Filter these entries, keeping only lines that hold the word "specific".

*** Opening Dataset records ***

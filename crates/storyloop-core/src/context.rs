use chrono::{DateTime, Utc};
use serde::{Deserialize, Serialize};
use std::time::{Duration, Instant};

use crate::StoryRequest;

pub const DEFAULT_MAX_ITERATIONS: usize = 3;

/// State for one refinement run
#[derive(Debug, Clone)]
pub struct LoopContext {
    /// Request every draft in this run is written for
    pub request: StoryRequest,
    /// Completed write/judge cycles
    pub iteration: usize,
    /// History of all cycles
    pub history: Vec<CycleRecord>,
    /// When the run started
    started_at: Instant,
    /// Cycle budget
    pub max_iterations: usize,
    /// Last feedback from the judge (for the next draft)
    pub last_feedback: Option<String>,
}

/// Record of a single write/judge cycle
#[derive(Debug, Clone, Serialize, Deserialize)]
pub struct CycleRecord {
    pub iteration_number: usize,
    pub story_words: usize,
    pub writer_duration_secs: f64,
    pub overall_score: f64,
    pub passes: bool,
    pub fallback: bool,
    pub feedback: String,
    pub timestamp: DateTime<Utc>,
}

impl LoopContext {
    pub fn new(request: StoryRequest) -> Self {
        Self {
            request,
            iteration: 0,
            history: Vec::new(),
            started_at: Instant::now(),
            max_iterations: DEFAULT_MAX_ITERATIONS,
            last_feedback: None,
        }
    }

    pub fn with_max_iterations(mut self, max: usize) -> Self {
        self.max_iterations = max;
        self
    }

    pub fn increment_iteration(&mut self) {
        self.iteration += 1;
    }

    pub fn push_record(&mut self, record: CycleRecord) {
        self.history.push(record);
    }

    pub fn set_feedback(&mut self, feedback: String) {
        self.last_feedback = Some(feedback);
    }

    pub fn total_duration(&self) -> Duration {
        self.started_at.elapsed()
    }

    pub fn should_continue(&self) -> bool {
        self.iteration < self.max_iterations
    }

    /// Feedback for the next draft; the first draft never gets any
    pub fn current_feedback(&self) -> Option<&str> {
        if self.iteration == 0 {
            return None;
        }
        self.last_feedback
            .as_deref()
            .filter(|feedback| !feedback.trim().is_empty())
    }
}

#[cfg(test)]
mod tests {
    use super::*;

    #[test]
    fn test_budget() {
        let mut context = LoopContext::new(StoryRequest::example()).with_max_iterations(2);
        assert!(context.should_continue());
        context.increment_iteration();
        assert!(context.should_continue());
        context.increment_iteration();
        assert!(!context.should_continue());
    }

    #[test]
    fn test_first_draft_has_no_feedback() {
        let mut context = LoopContext::new(StoryRequest::example());
        context.set_feedback("stale".into());
        assert_eq!(context.current_feedback(), None);

        context.increment_iteration();
        assert_eq!(context.current_feedback(), Some("stale"));

        context.set_feedback("  ".into());
        assert_eq!(context.current_feedback(), None);
    }
}
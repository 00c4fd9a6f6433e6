//! Configuration file support for storyloop.
//!
//! Loads `storyloop.toml` from the working directory, an explicit
//! `--config` path, or the user config directory.

use anyhow::{Context, Result};
use serde::Deserialize;
use std::path::{Path, PathBuf};

use storyloop_model::{ModelKind, Sampling};

/// Configuration loaded from `storyloop.toml`
#[derive(Debug, Deserialize, Default)]
#[serde(deny_unknown_fields)]
pub struct StoryConfig {
    /// Global default backend (applies to both writer and judge)
    pub backend: Option<String>,
    /// Global default model (applies to both writer and judge)
    pub model: Option<String>,
    /// Writer-specific configuration
    #[serde(default)]
    pub writer: RoleConfig,
    /// Judge-specific configuration
    #[serde(default)]
    pub judge: RoleConfig,
    /// Loop limits
    #[serde(default, rename = "loop")]
    pub limits: LoopConfig,
}

/// Configuration for a specific role (writer or judge)
#[derive(Debug, Deserialize, Default)]
#[serde(deny_unknown_fields)]
pub struct RoleConfig {
    pub backend: Option<String>,
    pub model: Option<String>,
    pub temperature: Option<f32>,
    pub max_tokens: Option<u32>,
}

#[derive(Debug, Deserialize, Default)]
#[serde(deny_unknown_fields)]
pub struct LoopConfig {
    pub max_iterations: Option<usize>,
    pub max_revisions: Option<usize>,
}

/// The config file name
pub const CONFIG_FILE_NAME: &str = "storyloop.toml";

/// Directory under the user config dir
pub const GLOBAL_CONFIG_DIR: &str = "storyloop";

/// File name inside [`GLOBAL_CONFIG_DIR`]
pub const GLOBAL_CONFIG_FILE: &str = "config.toml";

impl StoryConfig {
    /// Find and load the configuration.
    ///
    /// An explicit path must exist. Otherwise the working directory is
    /// checked first, then the user config directory.
    ///
    /// Returns:
    /// - `Ok(Some((config, path)))` if a file was found and parsed
    /// - `Ok(None)` if no file exists
    /// - `Err(...)` if a file exists but fails to parse (hard error)
    pub fn load(working_dir: &Path, explicit: Option<&Path>) -> Result<Option<(Self, PathBuf)>> {
        if let Some(path) = explicit {
            let config = Self::load_file(path)?;
            return Ok(Some((config, path.to_path_buf())));
        }

        let candidates = std::iter::once(working_dir.join(CONFIG_FILE_NAME)).chain(
            dirs::config_dir().map(|dir| dir.join(GLOBAL_CONFIG_DIR).join(GLOBAL_CONFIG_FILE)),
        );

        for path in candidates {
            if path.exists() {
                let config = Self::load_file(&path)?;
                return Ok(Some((config, path)));
            }
        }

        Ok(None)
    }

    /// Load a single config file
    pub fn load_file(path: &Path) -> Result<Self> {
        let content = std::fs::read_to_string(path)
            .with_context(|| format!("Failed to read {}", path.display()))?;

        toml::from_str(&content).with_context(|| format!("Failed to parse {}", path.display()))
    }

    /// Get the effective backend for the writer role.
    /// Priority: [writer].backend > global backend > None
    pub fn writer_backend(&self) -> Result<Option<ModelKind>> {
        parse_backend(self.writer.backend.as_deref().or(self.backend.as_deref()))
    }

    /// Get the effective backend for the judge role.
    /// Priority: [judge].backend > global backend > None
    pub fn judge_backend(&self) -> Result<Option<ModelKind>> {
        parse_backend(self.judge.backend.as_deref().or(self.backend.as_deref()))
    }

    /// Priority: [writer].model > global model > None
    pub fn writer_model(&self) -> Option<&str> {
        self.writer.model.as_deref().or(self.model.as_deref())
    }

    /// Priority: [judge].model > global model > None
    pub fn judge_model(&self) -> Option<&str> {
        self.judge.model.as_deref().or(self.model.as_deref())
    }

    pub fn writer_sampling(&self, default: Sampling) -> Sampling {
        self.writer.sampling(default)
    }

    pub fn judge_sampling(&self, default: Sampling) -> Sampling {
        self.judge.sampling(default)
    }
}

impl RoleConfig {
    fn sampling(&self, default: Sampling) -> Sampling {
        Sampling::new(
            self.max_tokens.unwrap_or(default.max_tokens),
            self.temperature.unwrap_or(default.temperature),
        )
    }
}

/// Highest temperature any backend accepts
pub const MAX_TEMPERATURE: f32 = 2.0;

/// Reject sampling values no backend would accept
pub fn check_sampling(role: &str, sampling: Sampling) -> Result<()> {
    if !(0.0..=MAX_TEMPERATURE).contains(&sampling.temperature) {
        anyhow::bail!(
            "{} temperature must be between 0 and {}, got {}",
            role,
            MAX_TEMPERATURE,
            sampling.temperature
        );
    }
    if sampling.max_tokens == 0 {
        anyhow::bail!("{} max_tokens must be at least 1", role);
    }
    Ok(())
}

fn parse_backend(value: Option<&str>) -> Result<Option<ModelKind>> {
    value
        .map(|s| s.parse::<ModelKind>().map_err(anyhow::Error::msg))
        .transpose()
}

#[cfg(test)]
mod tests {
    use super::*;
    use std::fs;
    use tempfile::TempDir;

    const DEFAULT: Sampling = Sampling::new(3000, 0.9);

    fn write_config(dir: &Path, content: &str) -> PathBuf {
        let path = dir.join(CONFIG_FILE_NAME);
        fs::write(&path, content).unwrap();
        path
    }

    #[test]
    fn test_load_nonexistent_explicit_path_is_error() {
        let temp_dir = TempDir::new().unwrap();
        let missing = temp_dir.path().join("nope.toml");
        assert!(StoryConfig::load(temp_dir.path(), Some(&missing)).is_err());
    }

    #[test]
    fn test_load_from_working_dir() {
        let temp_dir = TempDir::new().unwrap();
        let path = write_config(temp_dir.path(), "backend = \"anthropic\"\n");

        let (config, found) = StoryConfig::load(temp_dir.path(), None).unwrap().unwrap();
        assert_eq!(found, path);
        assert_eq!(config.writer_backend().unwrap(), Some(ModelKind::Anthropic));
    }

    #[test]
    fn test_explicit_path_wins_over_working_dir() {
        let temp_dir = TempDir::new().unwrap();
        write_config(temp_dir.path(), "backend = \"anthropic\"\n");
        let other = temp_dir.path().join("other.toml");
        fs::write(&other, "backend = \"openai\"\n").unwrap();

        let (config, found) = StoryConfig::load(temp_dir.path(), Some(&other))
            .unwrap()
            .unwrap();
        assert_eq!(found, other);
        assert_eq!(config.judge_backend().unwrap(), Some(ModelKind::OpenAi));
    }

    #[test]
    fn test_load_full_config() {
        let temp_dir = TempDir::new().unwrap();
        let path = write_config(
            temp_dir.path(),
            r#"
backend = "openai"
model = "gpt-4o-mini"

[writer]
temperature = 0.8
max_tokens = 2500

[judge]
backend = "anthropic"
model = "claude-sonnet-4-20250514"

[loop]
max_iterations = 4
max_revisions = 2
"#,
        );

        let config = StoryConfig::load_file(&path).unwrap();
        assert_eq!(config.writer_backend().unwrap(), Some(ModelKind::OpenAi));
        assert_eq!(config.judge_backend().unwrap(), Some(ModelKind::Anthropic));
        assert_eq!(config.writer_model(), Some("gpt-4o-mini"));
        assert_eq!(config.judge_model(), Some("claude-sonnet-4-20250514"));
        assert_eq!(config.writer_sampling(DEFAULT), Sampling::new(2500, 0.8));
        assert_eq!(config.limits.max_iterations, Some(4));
        assert_eq!(config.limits.max_revisions, Some(2));
    }

    #[test]
    fn test_role_falls_back_to_global_then_default() {
        let config: StoryConfig = toml::from_str("model = \"shared\"\n").unwrap();
        assert_eq!(config.writer_model(), Some("shared"));
        assert_eq!(config.judge_model(), Some("shared"));
        assert_eq!(config.writer_backend().unwrap(), None);
        assert_eq!(config.judge_sampling(DEFAULT), DEFAULT);
    }

    #[test]
    fn test_empty_config() {
        let config: StoryConfig = toml::from_str("").unwrap();
        assert!(config.writer_model().is_none());
        assert!(config.limits.max_iterations.is_none());
    }

    #[test]
    fn test_unknown_backend_is_error() {
        let config: StoryConfig = toml::from_str("backend = \"llama\"\n").unwrap();
        assert!(config.writer_backend().is_err());
    }

    #[test]
    fn test_unknown_fields_rejected() {
        let result: Result<StoryConfig, _> = toml::from_str("unknown_field = \"value\"\n");
        assert!(result.is_err());

        let result: Result<StoryConfig, _> = toml::from_str("[writer]\nseed = 4\n");
        assert!(result.is_err());
    }

    #[test]
    fn test_out_of_range_sampling_is_rejected() {
        let config: StoryConfig =
            toml::from_str("[writer]\ntemperature = -1.0\n\n[judge]\nmax_tokens = 0\n").unwrap();

        let writer = config.writer_sampling(DEFAULT);
        let err = check_sampling("writer", writer).unwrap_err();
        assert!(err.to_string().contains("writer temperature"));

        let judge = config.judge_sampling(Sampling::new(3000, 0.1));
        let err = check_sampling("judge", judge).unwrap_err();
        assert!(err.to_string().contains("judge max_tokens"));

        assert!(check_sampling("writer", DEFAULT).is_ok());
        assert!(check_sampling("writer", Sampling::new(1, MAX_TEMPERATURE)).is_ok());
        assert!(check_sampling("writer", Sampling::new(1, f32::NAN)).is_err());
    }

    #[test]
    fn test_malformed_file_is_error() {
        let temp_dir = TempDir::new().unwrap();
        write_config(temp_dir.path(), "this is not valid toml {{{}}}");
        assert!(StoryConfig::load(temp_dir.path(), None).is_err());
    }
}
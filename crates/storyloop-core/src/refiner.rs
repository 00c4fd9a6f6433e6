use chrono::Utc;
use std::sync::Arc;
use std::time::Instant;
use tracing::{debug, info};

use storyloop_judge::{Evaluation, JudgeInput, StoryJudge};
use storyloop_logging::{LogEvent, Logger, ModelRole};
use storyloop_model::{Model, Sampling};

use crate::context::CycleRecord;
use crate::error::LoopError;
use crate::outcome::RefinementOutcome;
use crate::{LoopContext, Story, StoryWriter};

/// Drives the write → judge → rewrite loop
pub struct Refiner<'a> {
    writer: StoryWriter<'a>,
    judge: StoryJudge<'a>,
    judge_model_id: String,
    logger: Arc<Logger>,
}

impl<'a> Refiner<'a> {
    pub fn new(writer_model: &'a dyn Model, judge_model: &'a dyn Model, logger: Arc<Logger>) -> Self {
        Self {
            writer: StoryWriter::new(writer_model),
            judge: StoryJudge::new(judge_model),
            judge_model_id: judge_model.model_id().to_string(),
            logger,
        }
    }

    pub fn with_writer_sampling(mut self, sampling: Sampling) -> Self {
        self.writer = self.writer.with_sampling(sampling);
        self
    }

    pub fn with_judge_sampling(mut self, sampling: Sampling) -> Self {
        self.judge = self.judge.with_sampling(sampling);
        self
    }

    /// Run until a draft passes or the cycle budget is spent.
    ///
    /// A model failure in either role aborts the run; no partial story is
    /// returned.
    pub async fn run(&self, mut context: LoopContext) -> Result<RefinementOutcome, LoopError> {
        if context.max_iterations == 0 {
            return Err(LoopError::ConfigError(
                "max_iterations must be at least 1".to_string(),
            ));
        }

        self.logger.log(&LogEvent::RefinementStarted {
            request: context.request.to_string(),
            max_iterations: context.max_iterations,
            writer_model: self.writer.model_id().to_string(),
            judge_model: self.judge_model_id.clone(),
        });

        loop {
            let (story, evaluation) = self.run_cycle(&mut context).await?;
            context.increment_iteration();

            if evaluation.passes() {
                self.logger.log(&LogEvent::StoryApproved {
                    iterations: context.iteration,
                    overall_score: evaluation.overall_score(),
                    duration_secs: context.total_duration().as_secs_f64(),
                });
                let duration = context.total_duration();
                return Ok(RefinementOutcome::approved(
                    context.iteration,
                    story,
                    evaluation,
                    context.history,
                    duration,
                ));
            }

            if !context.should_continue() {
                self.logger.log(&LogEvent::BudgetExhausted {
                    iterations: context.iteration,
                    overall_score: evaluation.overall_score(),
                });
                let duration = context.total_duration();
                return Ok(RefinementOutcome::budget_exhausted(
                    context.iteration,
                    story,
                    evaluation,
                    context.history,
                    duration,
                ));
            }

            info!(
                iteration = context.iteration + 1,
                overall_score = evaluation.overall_score(),
                "Refining story"
            );
            context.set_feedback(evaluation.feedback().to_string());
        }
    }

    /// Run a single write/judge cycle
    async fn run_cycle(&self, context: &mut LoopContext) -> Result<(Story, Evaluation), LoopError> {
        let iteration = context.iteration;
        let feedback = context.current_feedback().map(str::to_string);

        self.logger.log(&LogEvent::CycleStarted {
            iteration,
            with_feedback: feedback.is_some(),
        });

        debug!(iteration, "Running writer");
        let started = Instant::now();
        let story = self
            .writer
            .write(&context.request, feedback.as_deref())
            .await
            .map_err(|e| {
                self.log_error(iteration, ModelRole::Writer, &e);
                e
            })?;
        let writer_duration_secs = started.elapsed().as_secs_f64();

        self.logger.log(&LogEvent::StoryWritten {
            iteration,
            words: story.word_count(),
            duration_secs: writer_duration_secs,
        });

        self.logger.log(&LogEvent::JudgeStarted { iteration });

        let input = JudgeInput {
            request: context.request.as_str(),
            story: story.as_str(),
            iteration,
        };
        let evaluation = self.judge.evaluate(input).await.map_err(|e| {
            self.log_error(iteration, ModelRole::Judge, &e);
            e
        })?;

        self.logger.log(&LogEvent::EvaluationCompleted {
            iteration,
            overall_score: evaluation.overall_score(),
            passes: evaluation.passes(),
            fallback: evaluation.is_fallback(),
            failing: evaluation
                .failing_criteria()
                .iter()
                .map(|c| c.score_key().to_string())
                .collect(),
        });

        context.push_record(CycleRecord {
            iteration_number: iteration,
            story_words: story.word_count(),
            writer_duration_secs,
            overall_score: evaluation.overall_score(),
            passes: evaluation.passes(),
            fallback: evaluation.is_fallback(),
            feedback: evaluation.feedback().to_string(),
            timestamp: Utc::now(),
        });

        Ok((story, evaluation))
    }

    fn log_error(&self, iteration: usize, role: ModelRole, error: &dyn std::fmt::Display) {
        self.logger.log(&LogEvent::ErrorEncountered {
            iteration,
            role,
            error: error.to_string(),
        });
    }
}
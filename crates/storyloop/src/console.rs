//! Terminal implementation of the session console.

use std::io::{BufRead, IsTerminal, Write};

use dialoguer::Input;
use storyloop_core::Console;

/// Reads answers from the terminal and prints to stdout.
///
/// With a terminal on both ends answers are read through dialoguer.
/// Otherwise answers are read line by line, so piped input works.
pub struct TerminalConsole {
    /// Line source when not attached to a terminal
    lines: Option<Box<dyn BufRead>>,
}

impl TerminalConsole {
    pub fn new() -> Self {
        if std::io::stdin().is_terminal() && std::io::stdout().is_terminal() {
            Self { lines: None }
        } else {
            Self::from_reader(std::io::stdin().lock())
        }
    }

    /// Read answers from `reader` instead of the terminal
    pub fn from_reader(reader: impl BufRead + 'static) -> Self {
        Self {
            lines: Some(Box::new(reader)),
        }
    }
}

impl Default for TerminalConsole {
    fn default() -> Self {
        Self::new()
    }
}

impl Console for TerminalConsole {
    fn prompt_user(&mut self, message: &str) -> String {
        match self.lines.as_mut() {
            Some(reader) => {
                print!("{}", message);
                let _ = std::io::stdout().flush();
                read_answer(reader.as_mut())
            }
            None => {
                // dialoguer adds its own ": " suffix
                let prompt = message.trim_end().trim_end_matches(':');
                Input::<String>::new()
                    .with_prompt(prompt)
                    .allow_empty(true)
                    .interact_text()
                    .unwrap_or_default()
            }
        }
    }

    fn print(&mut self, message: &str) {
        println!("{}", message);
    }
}

/// One line without its terminator; end of input or a read error is empty
fn read_answer(reader: &mut dyn BufRead) -> String {
    let mut line = String::new();
    match reader.read_line(&mut line) {
        Ok(0) | Err(_) => String::new(),
        Ok(_) => line.trim_end_matches(['\r', '\n']).to_string(),
    }
}
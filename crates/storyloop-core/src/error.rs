use thiserror::Error;

#[derive(Error, Debug)]
pub enum LoopError {
    #[error("Story writer failed: {0}")]
    WriterError(#[from] storyloop_model::ModelError),

    #[error("{0}")]
    JudgeError(#[from] storyloop_judge::JudgeError),

    #[error("Configuration error: {0}")]
    ConfigError(String),
}
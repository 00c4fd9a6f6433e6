use storyloop_model::{Model, ModelError, Sampling};
use tracing::{debug, info};

use crate::{Evaluation, JudgePrompts};

/// Scoring favors consistency over variety
pub const DEFAULT_JUDGE_SAMPLING: Sampling = Sampling::new(3000, 0.1);

/// Inputs required to judge one story.
#[derive(Clone, Copy)]
pub struct JudgeInput<'a> {
    pub request: &'a str,
    pub story: &'a str,
    pub iteration: usize,
}

/// Judge that scores stories with a model
pub struct StoryJudge<'a> {
    model: &'a dyn Model,
    sampling: Sampling,
}

impl<'a> StoryJudge<'a> {
    pub fn new(model: &'a dyn Model) -> Self {
        Self {
            model,
            sampling: DEFAULT_JUDGE_SAMPLING,
        }
    }

    pub fn with_sampling(mut self, sampling: Sampling) -> Self {
        self.sampling = sampling;
        self
    }

    /// Score a story.
    ///
    /// Model failures are returned as errors; an unreadable response is not
    /// an error and yields [`Evaluation::fallback`].
    pub async fn evaluate(&self, input: JudgeInput<'_>) -> Result<Evaluation, JudgeError> {
        let prompt = JudgePrompts::build_evaluation_prompt(input.request, input.story);

        debug!(
            prompt_len = prompt.len(),
            iteration = input.iteration,
            "Running judge evaluation"
        );

        let completion = self
            .model
            .complete(&prompt, self.sampling.max_tokens, self.sampling.temperature)
            .await?;

        let evaluation = Evaluation::parse_or_fallback(&completion.text);

        info!(
            iteration = input.iteration,
            overall_score = evaluation.overall_score(),
            passes = evaluation.passes(),
            fallback = evaluation.is_fallback(),
            duration_secs = completion.duration.as_secs_f64(),
            "Judge completed"
        );

        Ok(evaluation)
    }
}

#[derive(Debug, thiserror::Error)]
pub enum JudgeError {
    #[error("Judge model call failed: {0}")]
    Model(#[from] ModelError),
}

#[cfg(test)]
mod tests {
    use super::*;
    use async_trait::async_trait;
    use std::sync::Mutex;
    use std::time::Duration;
    use storyloop_model::Completion;

    /// Returns one canned reply, or a transport failure when None
    struct CannedModel {
        reply: Option<String>,
        calls: Mutex<Vec<(String, u32, f32)>>,
    }

    impl CannedModel {
        fn new(reply: Option<&str>) -> Self {
            Self {
                reply: reply.map(String::from),
                calls: Mutex::new(Vec::new()),
            }
        }
    }

    #[async_trait]
    impl Model for CannedModel {
        fn name(&self) -> &str {
            "canned"
        }

        fn model_id(&self) -> &str {
            "canned-1"
        }

        async fn complete(
            &self,
            prompt: &str,
            max_tokens: u32,
            temperature: f32,
        ) -> Result<Completion, ModelError> {
            self.calls
                .lock()
                .unwrap()
                .push((prompt.to_string(), max_tokens, temperature));
            match self.reply {
                Some(ref text) => Ok(Completion::new(text.clone(), Duration::ZERO)),
                None => Err(ModelError::Transport("connection reset".into())),
            }
        }
    }

    fn input() -> JudgeInput<'static> {
        JudgeInput {
            request: "a dragon who is afraid of the dark",
            story: "Ember curled her tail around the lantern.",
            iteration: 0,
        }
    }

    #[tokio::test]
    async fn test_garbage_reply_yields_fallback() {
        let model = CannedModel::new(Some("Lovely story!"));
        let judge = StoryJudge::new(&model);
        let evaluation = judge.evaluate(input()).await.unwrap();
        assert_eq!(evaluation, Evaluation::fallback());
    }

    #[tokio::test]
    async fn test_transport_failure_is_surfaced() {
        let model = CannedModel::new(None);
        let judge = StoryJudge::new(&model);
        let err = judge.evaluate(input()).await.unwrap_err();
        assert!(matches!(err, JudgeError::Model(ModelError::Transport(_))));
    }

    #[tokio::test]
    async fn test_judge_uses_low_temperature_and_embeds_story() {
        let model = CannedModel::new(Some("{}"));
        let judge = StoryJudge::new(&model);
        judge.evaluate(input()).await.unwrap();

        let calls = model.calls.lock().unwrap();
        assert_eq!(calls.len(), 1);
        let (prompt, max_tokens, temperature) = &calls[0];
        assert!(prompt.contains("Ember curled her tail around the lantern."));
        assert!(prompt.contains("a dragon who is afraid of the dark"));
        assert_eq!(*max_tokens, 3000);
        assert!((*temperature - 0.1).abs() < f32::EPSILON);
    }

    #[tokio::test]
    async fn test_custom_sampling() {
        let model = CannedModel::new(Some("{}"));
        let judge = StoryJudge::new(&model).with_sampling(Sampling::new(500, 0.0));
        judge.evaluate(input()).await.unwrap();
        let calls = model.calls.lock().unwrap();
        assert_eq!(calls[0].1, 500);
    }
}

*** Closing Dataset records ***

> _Answer section_:
    /// Writer-specific configuration
    /// Judge-specific configuration
/// Configuration for a specific role (writer or judge)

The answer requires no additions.